Influenza poses a significant global public health threat, with vaccination being the most effective and economical preventive measure. However, these punctuated antigenic changes, particularly in HA, result in escape from the immunity that was induced by prior infection or vaccination. Accurately predicting antigenic variation and understanding the antigenic dynamics of influenza viruses are crucial for selecting appropriate vaccine strains, but no established methods exist for influenza B viruses. Therefore, we present PREDAC-FluB, a hybrid deep learning framework that integrates spatial feature extraction via CNN to model interactions in HA1 sequences, multimodal sequence representation combining ESM-2 embeddings with six physicochemical descriptors and continuous encoding (ESM2-7-features), and UMAP-guided clustering for antigenic cluster identification. Using data from 9036 B/Victoria-lineage and 4520 B/Yamagata-lineage influenza virus pair. PREDAC-FluB demonstrates superior performance over traditional machine learning methods in predicting antigenic variation in influenza viruses, successfully identifying major antigenic clusters. Specifically, PREDAC-FluB classified the B/Victoria lineage into nine antigenic clusters and the B/Yamagata lineage into three antigenic clusters. In five-fold cross-validation for B/Victoria viruses, PREDAC-FluB with ESM2-7-features encoding achieved AUROC values of 0.9961 on the validation set and 0.9856 on the independent test set.
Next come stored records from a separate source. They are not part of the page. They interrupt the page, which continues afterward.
//! Small persisted stores read by the front-end.
//!
//! Each store keeps its document in memory behind a lock and writes it back
//! whole on every change. The in-memory copy only changes once the write
//! succeeded.

pub mod location;
pub mod settings;

pub use location::{LocationSelection, LocationState, MAX_FAVORITES, default_location};
pub use settings::{Settings, SettingsState, TemperatureUnit, WindSpeedUnit};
In retrospective testing for B/Victoria viruses, PREDAC-FluB achieved AUROC values ranging from 0.83 to 0.97, demonstrating high prediction accuracy and effectively capturing antigenic variation information. In conclusion, PREDAC-FluB is a robust tool for antigenic computation, capable of accurately predicting antigenic variation in influenza B viruses. Its high prediction accuracy makes it a promising auxiliary method for recommending future influenza vaccine strains.